§ Data shown
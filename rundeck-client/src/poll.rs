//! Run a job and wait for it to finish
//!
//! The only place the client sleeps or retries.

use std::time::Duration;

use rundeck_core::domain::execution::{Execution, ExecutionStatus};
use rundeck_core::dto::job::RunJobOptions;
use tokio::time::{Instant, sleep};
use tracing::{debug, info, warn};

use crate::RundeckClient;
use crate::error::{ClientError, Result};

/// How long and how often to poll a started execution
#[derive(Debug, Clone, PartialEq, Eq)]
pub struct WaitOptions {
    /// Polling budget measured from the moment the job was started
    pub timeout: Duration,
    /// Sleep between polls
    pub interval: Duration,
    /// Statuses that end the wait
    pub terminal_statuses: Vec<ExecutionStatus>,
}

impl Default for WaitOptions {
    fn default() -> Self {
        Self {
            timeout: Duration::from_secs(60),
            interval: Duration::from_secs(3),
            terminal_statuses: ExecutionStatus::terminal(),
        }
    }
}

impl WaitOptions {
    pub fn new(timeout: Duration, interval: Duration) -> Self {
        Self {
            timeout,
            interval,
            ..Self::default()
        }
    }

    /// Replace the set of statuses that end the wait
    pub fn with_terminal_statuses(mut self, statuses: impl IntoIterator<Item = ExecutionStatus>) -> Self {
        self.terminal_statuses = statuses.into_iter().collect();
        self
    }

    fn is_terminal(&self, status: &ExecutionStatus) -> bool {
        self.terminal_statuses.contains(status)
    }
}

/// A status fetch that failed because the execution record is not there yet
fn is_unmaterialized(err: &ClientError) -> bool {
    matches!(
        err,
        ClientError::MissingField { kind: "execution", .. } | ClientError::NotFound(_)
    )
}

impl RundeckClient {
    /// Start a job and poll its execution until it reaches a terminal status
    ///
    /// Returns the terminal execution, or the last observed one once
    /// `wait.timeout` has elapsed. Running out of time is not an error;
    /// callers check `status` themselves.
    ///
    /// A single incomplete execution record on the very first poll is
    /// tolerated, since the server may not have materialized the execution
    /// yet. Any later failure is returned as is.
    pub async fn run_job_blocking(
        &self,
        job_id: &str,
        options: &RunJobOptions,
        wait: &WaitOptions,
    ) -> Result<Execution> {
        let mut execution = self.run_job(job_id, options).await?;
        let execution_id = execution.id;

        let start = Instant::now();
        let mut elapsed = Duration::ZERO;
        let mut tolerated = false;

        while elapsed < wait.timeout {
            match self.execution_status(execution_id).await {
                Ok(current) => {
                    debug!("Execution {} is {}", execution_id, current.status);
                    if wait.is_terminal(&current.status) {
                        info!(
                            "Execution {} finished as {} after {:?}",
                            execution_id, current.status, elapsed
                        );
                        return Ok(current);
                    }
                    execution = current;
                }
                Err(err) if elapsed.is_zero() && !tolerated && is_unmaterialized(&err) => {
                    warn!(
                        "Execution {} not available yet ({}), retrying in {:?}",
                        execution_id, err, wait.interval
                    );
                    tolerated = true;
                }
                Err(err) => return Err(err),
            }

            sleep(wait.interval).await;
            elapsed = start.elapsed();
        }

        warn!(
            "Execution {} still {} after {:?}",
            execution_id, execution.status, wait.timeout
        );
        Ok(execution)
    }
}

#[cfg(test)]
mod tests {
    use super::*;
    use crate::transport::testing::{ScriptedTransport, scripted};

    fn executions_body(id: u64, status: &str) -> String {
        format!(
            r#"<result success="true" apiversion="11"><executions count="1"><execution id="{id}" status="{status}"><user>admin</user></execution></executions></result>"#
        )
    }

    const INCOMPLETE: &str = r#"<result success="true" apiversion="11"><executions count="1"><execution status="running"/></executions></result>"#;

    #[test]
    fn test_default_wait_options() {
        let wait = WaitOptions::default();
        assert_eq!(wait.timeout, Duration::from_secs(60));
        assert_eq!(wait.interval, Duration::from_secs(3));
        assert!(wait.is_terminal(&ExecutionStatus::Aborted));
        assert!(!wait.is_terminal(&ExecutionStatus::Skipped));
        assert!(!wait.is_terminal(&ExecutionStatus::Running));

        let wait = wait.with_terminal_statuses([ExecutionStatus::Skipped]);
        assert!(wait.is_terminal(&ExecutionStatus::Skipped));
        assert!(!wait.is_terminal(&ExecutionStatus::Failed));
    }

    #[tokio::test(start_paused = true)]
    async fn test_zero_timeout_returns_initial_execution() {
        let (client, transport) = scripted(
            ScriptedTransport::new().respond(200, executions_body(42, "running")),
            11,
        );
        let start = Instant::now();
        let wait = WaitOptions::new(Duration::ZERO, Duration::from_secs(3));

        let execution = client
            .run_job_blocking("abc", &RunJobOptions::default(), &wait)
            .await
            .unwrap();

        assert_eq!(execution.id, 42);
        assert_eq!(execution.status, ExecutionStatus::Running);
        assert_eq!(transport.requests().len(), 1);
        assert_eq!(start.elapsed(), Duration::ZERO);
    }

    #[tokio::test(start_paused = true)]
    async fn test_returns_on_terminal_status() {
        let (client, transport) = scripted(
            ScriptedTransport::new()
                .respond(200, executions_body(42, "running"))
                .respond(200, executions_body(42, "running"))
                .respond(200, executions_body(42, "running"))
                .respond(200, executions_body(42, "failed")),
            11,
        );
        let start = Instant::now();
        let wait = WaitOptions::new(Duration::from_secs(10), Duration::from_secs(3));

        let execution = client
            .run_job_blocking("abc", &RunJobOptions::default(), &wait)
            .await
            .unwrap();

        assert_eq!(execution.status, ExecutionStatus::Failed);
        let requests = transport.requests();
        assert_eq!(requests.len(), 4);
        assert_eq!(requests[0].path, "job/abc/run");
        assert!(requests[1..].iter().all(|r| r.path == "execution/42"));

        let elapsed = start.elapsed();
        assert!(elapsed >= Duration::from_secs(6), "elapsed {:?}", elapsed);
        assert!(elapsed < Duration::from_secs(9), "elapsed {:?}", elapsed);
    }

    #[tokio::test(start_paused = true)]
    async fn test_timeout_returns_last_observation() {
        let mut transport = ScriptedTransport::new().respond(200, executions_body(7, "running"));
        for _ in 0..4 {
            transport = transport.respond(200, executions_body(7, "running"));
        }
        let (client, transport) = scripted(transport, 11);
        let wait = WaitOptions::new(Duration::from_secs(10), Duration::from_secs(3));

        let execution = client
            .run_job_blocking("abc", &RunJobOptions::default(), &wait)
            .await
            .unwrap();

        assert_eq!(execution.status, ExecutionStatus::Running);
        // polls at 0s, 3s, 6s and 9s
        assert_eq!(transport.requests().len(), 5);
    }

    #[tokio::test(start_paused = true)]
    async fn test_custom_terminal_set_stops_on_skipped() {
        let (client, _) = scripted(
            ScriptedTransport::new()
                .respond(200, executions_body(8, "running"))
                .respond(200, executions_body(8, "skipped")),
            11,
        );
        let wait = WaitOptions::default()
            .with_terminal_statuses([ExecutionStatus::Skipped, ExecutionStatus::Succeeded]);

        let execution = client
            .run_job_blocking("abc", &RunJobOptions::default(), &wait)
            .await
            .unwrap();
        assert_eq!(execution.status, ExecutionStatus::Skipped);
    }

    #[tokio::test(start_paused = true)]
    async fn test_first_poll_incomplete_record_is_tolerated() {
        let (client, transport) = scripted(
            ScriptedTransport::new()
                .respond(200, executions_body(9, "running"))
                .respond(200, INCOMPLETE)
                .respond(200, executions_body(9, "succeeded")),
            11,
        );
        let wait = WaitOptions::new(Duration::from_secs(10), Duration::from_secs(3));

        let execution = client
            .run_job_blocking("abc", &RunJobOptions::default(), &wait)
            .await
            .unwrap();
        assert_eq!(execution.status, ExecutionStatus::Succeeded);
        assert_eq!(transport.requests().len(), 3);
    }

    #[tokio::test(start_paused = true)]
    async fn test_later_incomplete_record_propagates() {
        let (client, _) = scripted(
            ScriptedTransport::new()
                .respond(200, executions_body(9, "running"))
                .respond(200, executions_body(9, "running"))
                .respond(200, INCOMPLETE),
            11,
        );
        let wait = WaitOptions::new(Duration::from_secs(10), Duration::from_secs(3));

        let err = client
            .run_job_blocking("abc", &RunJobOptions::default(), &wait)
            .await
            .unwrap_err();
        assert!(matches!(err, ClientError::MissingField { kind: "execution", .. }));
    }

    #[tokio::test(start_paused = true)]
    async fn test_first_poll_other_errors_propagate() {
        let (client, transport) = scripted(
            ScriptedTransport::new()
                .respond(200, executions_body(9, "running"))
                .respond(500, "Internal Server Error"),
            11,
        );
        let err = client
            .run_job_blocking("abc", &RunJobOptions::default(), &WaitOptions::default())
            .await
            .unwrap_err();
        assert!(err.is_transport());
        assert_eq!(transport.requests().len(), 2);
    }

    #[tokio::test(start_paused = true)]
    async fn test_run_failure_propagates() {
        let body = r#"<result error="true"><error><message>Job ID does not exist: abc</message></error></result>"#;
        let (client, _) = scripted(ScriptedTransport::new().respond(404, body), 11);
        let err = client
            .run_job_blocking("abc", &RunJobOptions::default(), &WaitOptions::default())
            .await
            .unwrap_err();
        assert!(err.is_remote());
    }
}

§ Work to be completed
In the listing above, find the line with "return Ok(current);" and the line with "assert!(wait.is_terminal(&ExecutionStatus::Skipped));", then print exactly those lines and every line between them.

§ Response below
                        return Ok(current);
                    }
                    execution = current;
                }
                Err(err) if elapsed.is_zero() && !tolerated && is_unmaterialized(&err) => {
                    warn!(
                        "Execution {} not available yet ({}), retrying in {:?}",
                        execution_id, err, wait.interval
                    );
                    tolerated = true;
                }
                Err(err) => return Err(err),
            }

            sleep(wait.interval).await;
            elapsed = start.elapsed();
        }

        warn!(
            "Execution {} still {} after {:?}",
            execution_id, execution.status, wait.timeout
        );
        Ok(execution)
    }
}

#[cfg(test)]
mod tests {
    use super::*;
    use crate::transport::testing::{ScriptedTransport, scripted};

    fn executions_body(id: u64, status: &str) -> String {
        format!(
            r#"<result success="true" apiversion="11"><executions count="1"><execution id="{id}" status="{status}"><user>admin</user></execution></executions></result>"#
        )
    }

    const INCOMPLETE: &str = r#"<result success="true" apiversion="11"><executions count="1"><execution status="running"/></executions></result>"#;

    #[test]
    fn test_default_wait_options() {
        let wait = WaitOptions::default();
        assert_eq!(wait.timeout, Duration::from_secs(60));
        assert_eq!(wait.interval, Duration::from_secs(3));
        assert!(wait.is_terminal(&ExecutionStatus::Aborted));
        assert!(!wait.is_terminal(&ExecutionStatus::Skipped));
        assert!(!wait.is_terminal(&ExecutionStatus::Running));

        let wait = wait.with_terminal_statuses([ExecutionStatus::Skipped]);
        assert!(wait.is_terminal(&ExecutionStatus::Skipped));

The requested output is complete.